• Study material
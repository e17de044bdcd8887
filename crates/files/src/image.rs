//! Binary image detection.

use crate::error::{Error, ErrorKind, Result};
use crate::models::{FileInfo, Image};
use derive_more::Display;
use exn::OptionExt;
use scry_core::{ScanContext, ScanOption};
use std::cell::RefCell;
use std::collections::HashMap;
use std::fs::File;
use std::io::Read;
use std::path::{Path, PathBuf};
use std::str::FromStr;
use tracing::instrument;

/// Operation name reported to ignore policies.
pub const READ_IMAGE: &str = "read_image";

const ELF_MAGIC: [u8; 4] = [0x7F, 0x45, 0x4C, 0x46];
const PE_MAGIC: [u8; 2] = [0x4D, 0x5A];
const WASM_MAGIC: [u8; 4] = [0x00, 0x61, 0x73, 0x6D];
pub(crate) const ARCHIVE_MAGIC: [u8; 8] = *b"!<arch>\n";
const MACHO_MAGIC: [[u8; 4]; 5] = [
    [0xFE, 0xED, 0xFA, 0xCE],
    [0xFE, 0xED, 0xFA, 0xCF],
    [0xCE, 0xFA, 0xED, 0xFE],
    [0xCF, 0xFA, 0xED, 0xFE],
    // Universal ("fat") binary
    [0xCA, 0xFE, 0xBA, 0xBE],
];

/// A recognized binary image format.
#[derive(Clone, Copy, Debug, Display, PartialEq, Eq, PartialOrd, Ord, Hash)]
pub enum ImageFormat {
    /// ELF executable or shared object
    #[display("elf")]
    Elf,
    /// PE/COFF executable or DLL
    #[display("pe")]
    Pe,
    /// Mach-O executable, dylib or universal binary
    #[display("macho")]
    MachO,
    /// WebAssembly module
    #[display("wasm")]
    Wasm,
    /// Static library archive
    #[display("archive")]
    Archive,
}
impl ImageFormat {
    /// Detect the image format from a file's leading bytes.
    #[must_use]
    pub fn from_magic_bytes(bytes: &[u8]) -> Option<Self> {
        if bytes.starts_with(&ELF_MAGIC) {
            return Some(Self::Elf);
        }
        if bytes.starts_with(&WASM_MAGIC) {
            return Some(Self::Wasm);
        }
        if bytes.starts_with(&ARCHIVE_MAGIC) {
            return Some(Self::Archive);
        }
        if MACHO_MAGIC.iter().any(|magic| bytes.starts_with(magic)) {
            return Some(Self::MachO);
        }
        if bytes.starts_with(&PE_MAGIC) {
            return Some(Self::Pe);
        }
        None
    }
}
impl FromStr for ImageFormat {
    type Err = Error;
    fn from_str(s: &str) -> std::result::Result<Self, Self::Err> {
        match s.to_lowercase().as_str() {
            "elf" | "so" => Ok(Self::Elf),
            "pe" | "dll" | "exe" => Ok(Self::Pe),
            "macho" | "mach-o" | "dylib" => Ok(Self::MachO),
            "wasm" => Ok(Self::Wasm),
            "archive" | "ar" | "a" => Ok(Self::Archive),
            _ => exn::bail!(ErrorKind::UnknownFormat(s.to_string())),
        }
    }
}

/// How images are read.
#[derive(Clone, Debug, PartialEq, Eq)]
pub struct ReaderOptions {
    /// Number of leading bytes read to detect the format.
    pub head_bytes: usize,
}
impl Default for ReaderOptions {
    fn default() -> Self {
        Self { head_bytes: 64 }
    }
}
impl ScanOption for ReaderOptions {}

/// Per-context memo of detected formats, keyed by path.
///
/// Files that turned out not to be images are remembered too, so a chain of
/// scans sharing one context reads each file at most once.
#[derive(Debug, Default)]
pub struct ImageCache {
    formats: RefCell<HashMap<PathBuf, Option<ImageFormat>>>,
}
impl ImageCache {
    pub fn get(&self, path: &Path) -> Option<Option<ImageFormat>> {
        self.formats.borrow().get(path).copied()
    }

    pub fn insert(&self, path: impl Into<PathBuf>, format: Option<ImageFormat>) {
        self.formats.borrow_mut().insert(path.into(), format);
    }

    pub fn len(&self) -> usize {
        self.formats.borrow().len()
    }

    pub fn is_empty(&self) -> bool {
        self.formats.borrow().is_empty()
    }
}
impl ScanOption for ImageCache {}

fn detect(path: &Path, head_bytes: usize) -> Result<ImageFormat> {
    let file = File::open(path).map_err(|e| ErrorKind::from_io(e, path))?;
    let mut buffer = Vec::with_capacity(head_bytes);
    file.take(head_bytes as u64).read_to_end(&mut buffer).map_err(|e| ErrorKind::from_io(e, path))?;
    ImageFormat::from_magic_bytes(&buffer).ok_or_raise(|| ErrorKind::BadImageFormat(path.to_path_buf()))
}

/// Identify `file` as a binary image.
///
/// Returns `None` when the file is missing, unreadable or not an image, and
/// also when an installed ignore policy swallows some other fault (reported
/// under [`READ_IMAGE`]). Reader parameters come from the context's
/// [`ReaderOptions`], and results are memoized in its [`ImageCache`]; both
/// are created with defaults if absent.
#[instrument(level = "trace", skip(context), fields(path = %file.path.display()))]
pub fn read_image(context: &ScanContext, file: FileInfo) -> Option<scry_core::Result<Image>> {
    let cache = context.option_or_default::<ImageCache>();
    if let Some(known) = cache.get(&file.path) {
        return known.map(|format| Ok(Image::new(file, format)));
    }
    let options = context.option_or_default::<ReaderOptions>();
    match detect(&file.path, options.head_bytes) {
        Ok(format) => {
            cache.insert(file.path.clone(), Some(format));
            Some(Ok(Image::new(file, format)))
        },
        Err(e) if e.is_expected() => {
            let kind: &ErrorKind = &e;
            if matches!(kind, ErrorKind::BadImageFormat(_)) {
                cache.insert(file.path.clone(), None);
            }
            tracing::debug!(error = %kind, "Skipping file that is not a readable image");
            None
        },
        Err(e) => context.recover(READ_IMAGE, e),
    }
}

#[cfg(test)]
mod tests {
    use super::*;
    use rstest::rstest;
    use scry_core::{IgnoreByType, IgnoreOperations};
    use std::fs;
    use time::OffsetDateTime;

    #[rstest]
    #[case(b"\x7fELF\x02\x01\x01", Some(ImageFormat::Elf))]
    #[case(b"MZ\x90\x00", Some(ImageFormat::Pe))]
    #[case(b"\xcf\xfa\xed\xfe\x07", Some(ImageFormat::MachO))]
    #[case(b"\xca\xfe\xba\xbe", Some(ImageFormat::MachO))]
    #[case(b"\x00asm\x01\x00\x00\x00", Some(ImageFormat::Wasm))]
    #[case(b"!<arch>\nfoo", Some(ImageFormat::Archive))]
    #[case(b"#!/bin/sh", None)]
    #[case(b"\x7fEL", None)]
    #[case(b"", None)]
    fn test_from_magic_bytes(#[case] bytes: &[u8], #[case] expected: Option<ImageFormat>) {
        assert_eq!(ImageFormat::from_magic_bytes(bytes), expected);
    }

    #[rstest]
    #[case("elf", ImageFormat::Elf)]
    #[case("DLL", ImageFormat::Pe)]
    #[case("mach-o", ImageFormat::MachO)]
    #[case("wasm", ImageFormat::Wasm)]
    #[case("ar", ImageFormat::Archive)]
    fn test_from_str(#[case] input: &str, #[case] expected: ImageFormat) {
        assert_eq!(input.parse::<ImageFormat>().unwrap(), expected);
        assert_eq!(expected.to_string().parse::<ImageFormat>().unwrap(), expected);
    }

    #[test]
    fn test_from_str_invalid() {
        let err = "coff".parse::<ImageFormat>().unwrap_err();
        assert!(matches!(&*err, ErrorKind::UnknownFormat(name) if name == "coff"));
    }

    fn file(dir: &Path, name: &str, contents: &[u8]) -> FileInfo {
        let path = dir.join(name);
        fs::write(&path, contents).unwrap();
        FileInfo::new(path, contents.len() as u64, OffsetDateTime::UNIX_EPOCH)
    }

    #[test]
    fn test_read_image_detects_and_memoizes() {
        let dir = tempfile::tempdir().unwrap();
        let info = file(dir.path(), "libscry.so", b"\x7fELF\x02");
        let ctx = ScanContext::new();

        let image = read_image(&ctx, info.clone()).unwrap().unwrap();
        assert_eq!(image.format, ImageFormat::Elf);
        assert_eq!(ctx.option::<ImageCache>().unwrap().len(), 1);

        // Served from the cache even though the file is gone.
        fs::remove_file(&info.path).unwrap();
        assert_eq!(read_image(&ctx, info.clone()).unwrap().unwrap(), image);
        assert!(read_image(&ScanContext::new(), info).is_none());
    }

    #[test]
    fn test_read_image_skips_expected_faults() {
        let dir = tempfile::tempdir().unwrap();
        let ctx = ScanContext::new();
        let text = file(dir.path(), "notes.dll", b"plain text");
        let missing = FileInfo::new(dir.path().join("missing.dll"), 0, OffsetDateTime::UNIX_EPOCH);
        assert!(read_image(&ctx, text.clone()).is_none());
        assert!(read_image(&ctx, missing).is_none());
        assert_eq!(ctx.option::<ImageCache>().unwrap().get(&text.path), Some(None));
    }

    #[test]
    fn test_read_image_honors_head_bytes() {
        let dir = tempfile::tempdir().unwrap();
        let info = file(dir.path(), "lib.a", b"!<arch>\n");
        let short = ScanContext::new().with_option(ReaderOptions { head_bytes: 4 });
        assert!(read_image(&short, info.clone()).is_none());
        assert_eq!(read_image(&ScanContext::new(), info).unwrap().unwrap().format, ImageFormat::Archive);
    }

    #[test]
    fn test_unexpected_fault_consults_ignore_policies() {
        let dir = tempfile::tempdir().unwrap();
        // Reading a directory as a file fails with an I/O error that isn't
        // one of the expected kinds.
        let info = FileInfo::new(dir.path(), 0, OffsetDateTime::UNIX_EPOCH);

        let surfaced = read_image(&ScanContext::new(), info.clone()).unwrap().unwrap_err();
        assert_eq!(*surfaced, scry_core::ErrorKind::Source(READ_IMAGE.to_string()));

        let by_operation = ScanContext::new().with_ignore(IgnoreOperations::new([READ_IMAGE]));
        assert!(read_image(&by_operation, info.clone()).is_none());

        let by_type = ScanContext::new().with_ignore(IgnoreByType::new().with::<ErrorKind>());
        assert!(read_image(&by_type, info).is_none());
    }
}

• What you should do
Read the data above. Pull out each line in which the string "join" appears.

• Solution to the exercise
        let path = dir.join(name);
        let missing = FileInfo::new(dir.path().join("missing.dll"), 0, OffsetDateTime::UNIX_EPOCH);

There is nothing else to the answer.